C'era anche un puledro tra di loro, era tutto nero e senza nome e così io glielo cambiavo ogni giorno: ciao Black, ehilà Furia, oppure lo chiamavo Tornado come il cavallo di Don Diego de la Vega, in arte Zorro. Io ne ero naturalmente attratto, ma la sua vivacità compressa mi intimidiva più del lento ruminare delle mucche; parevano masticare una Big Bubble, ma senza appiccicarla, una volta esaurito il gusto chimico di fragola, sotto al banco di formica verdina. Vuoi un po' di erbetta fresca Bucefalo? gli dicevo. Guarda, e schiudevo il pugno per mostrare che non baravo, è saporita e ancora piena di clorofilla, mica come il fieno che fa il solletico al naso e lascia triste il palato... Ma appena Nerone, ingolosito, spalancava la bocca da cui spuntavano gli incisivi larghi e giallastri, io me la davo a gambe levate.

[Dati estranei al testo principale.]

#![no_main]

use arbitrary::Arbitrary;
use bitsparrow::{Decoder, Encoder, Error, MAX_SAFE_INTEGER};
use libfuzzer_sys::fuzz_target;

#[derive(Arbitrary, Debug, Clone)]
enum Field {
    U8(u8),
    U16(u16),
    U32(u32),
    U64(u64),
    I8(i8),
    I16(i16),
    I32(i32),
    I64(i64),
    F32(f32),
    F64(f64),
    Bool(bool),
    Size(u64),
    Bytes(Vec<u8>),
    String(String),
}

#[derive(Arbitrary, Debug)]
enum FuzzInput {
    // A sequence of writes that must read back identically.
    Fields(Vec<Field>),
    // Arbitrary bytes read as a sequence of fields must never panic.
    Raw(Vec<u8>, Vec<Field>),
}

fn write(encoder: &mut Encoder, field: &Field) -> Result<(), Error> {
    match field {
        Field::U8(v) => encoder.uint8(*v),
        Field::U16(v) => encoder.uint16(*v),
        Field::U32(v) => encoder.uint32(*v),
        Field::U64(v) => encoder.uint64(*v),
        Field::I8(v) => encoder.int8(*v),
        Field::I16(v) => encoder.int16(*v),
        Field::I32(v) => encoder.int32(*v),
        Field::I64(v) => encoder.int64(*v),
        Field::F32(v) => encoder.float32(*v),
        Field::F64(v) => encoder.float64(*v),
        Field::Bool(v) => encoder.bool(*v),
        Field::Size(v) => encoder.size(*v)?,
        Field::Bytes(v) => encoder.bytes(v)?,
        Field::String(v) => encoder.string(v)?,
    };
    Ok(())
}

fn read_matches(decoder: &mut Decoder, field: &Field) -> Result<bool, Error> {
    Ok(match field {
        Field::U8(v) => decoder.uint8()? == *v,
        Field::U16(v) => decoder.uint16()? == *v,
        Field::U32(v) => decoder.uint32()? == *v,
        Field::U64(v) => decoder.uint64()? == *v,
        Field::I8(v) => decoder.int8()? == *v,
        Field::I16(v) => decoder.int16()? == *v,
        Field::I32(v) => decoder.int32()? == *v,
        Field::I64(v) => decoder.int64()? == *v,
        // Compare bit patterns to handle NaN
        Field::F32(v) => decoder.float32()?.to_bits() == v.to_bits(),
        Field::F64(v) => decoder.float64()?.to_bits() == v.to_bits(),
        Field::Bool(v) => decoder.bool()? == *v,
        Field::Size(v) => decoder.size()? == *v,
        Field::Bytes(v) => decoder.bytes()? == v[..],
        Field::String(v) => decoder.string()? == *v,
    })
}

fn roundtrip(fields: Vec<Field>) {
    // Sizes above the safe integer range are rejected on write.
    let fields: Vec<Field> = fields
        .into_iter()
        .filter(|field| match field {
            Field::Size(v) => *v <= MAX_SAFE_INTEGER,
            _ => true,
        })
        .collect();

    let mut encoder = Encoder::new();
    for field in &fields {
        write(&mut encoder, field).expect("Failed to encode field!");
    }
    let encoded = encoder.end();
    assert!(encoder.is_empty());

    let mut decoder = Decoder::new(encoded);
    for field in &fields {
        let matches = read_matches(&mut decoder, field).expect("Failed to decode field!");
        assert!(matches, "Decoded value differs for {field:?}");
    }
    assert!(decoder.end());
}

fn decode_raw(data: Vec<u8>, fields: Vec<Field>) {
    let len = data.len();
    let mut decoder = Decoder::new(data);
    for field in &fields {
        let before = decoder.position();
        if read_matches(&mut decoder, field).is_err() {
            // A failed read never moves the cursor.
            assert_eq!(decoder.position(), before);
            break;
        }
        assert!(decoder.position() <= len);
    }
}

fn fuzz(input: FuzzInput) {
    match input {
        FuzzInput::Fields(fields) => roundtrip(fields),
        FuzzInput::Raw(data, fields) => decode_raw(data, fields),
    }
}

fuzz_target!(|input: FuzzInput| {
    fuzz(input);
});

È un'immagine che, da qualche tempo, mi si ripresenta sempre più spesso, forse perché altrettanto di frequente mi capita di pensare al suicidio. Anche il suicidio non ha nome. È un animale strano e misterioso, c'è chi dice si muova più volentieri la notte e abbia in simpatia i cantanti e gli innamorati, di cui si diverte a imitare il lamento. Certamente è nero come Luca, il puledro del nonno. Ma, almeno una volta, basterebbe una volta sola, riuscire a tuffare le mani tra i crini scapigliati e ispidi, e poi spalancare la porta della stalla e scappare via prima dell'alba. 
Io dal mio vecchio nome e lui verso il nome che ciascuna creatura a questo mondo merita, anche Roberto, detto Roby, il puledro che mio nonno avrà convertito in bistecche a stretto giro, nemmeno il tempo di conoscere l'offesa degli speroni e la prateria che si spalanca quando la tromba del Decimo Cavalleria suona la carica; la bandiera si gonfia e le spade, lo stesso rumore delle posate, si sguainano e issano a sostituire la lunga canna dei Winchester; ma sempre di cazzi si tratta, direbbe Freud. Eppure anche la cavalcata di John Wayne ogni tanto si arresta, e lui rimane immobile a fissare l'orizzonte.
E' un punto indeterminato, silenzioso, che si confonde con la palla esausta del sole, a tramontare nel languore ciliegia e prugna e direi anche una punta, ma piccola, di limone, a completare la spremuta del Technicolor. Controcampo, op, sui suoi occhi: una striscia sottile sottile da cui irradia un ventaglio di piccole rughe. Partono allora gli archi dell'orchestra in sottofondo, i titoli di coda con la scritta The End graffiata su un cartello di legno in western font, mentre si accendono le lucine della sala e brontolano gli ingranaggi del sipario. Ma John Wayne, te l'ha detto un amico un giorno al ritorno da dottrina, sa benissimo cosa c’è dietro il sipario e dove andare poi, perché c'è sempre un poi. Ed è in quel preciso momento che il suo cavallo sembra sorridere all'operatore.
Pare che la carne di cavallo, da mangiare almeno una volta a settimana, meglio se poco cotta, faccia bene agli omini rossi che stanno dentro il sangue. Ma scappano dalle persone pallide e tristi e dunque anche da me medesimo, che non ho nient'altro da dire.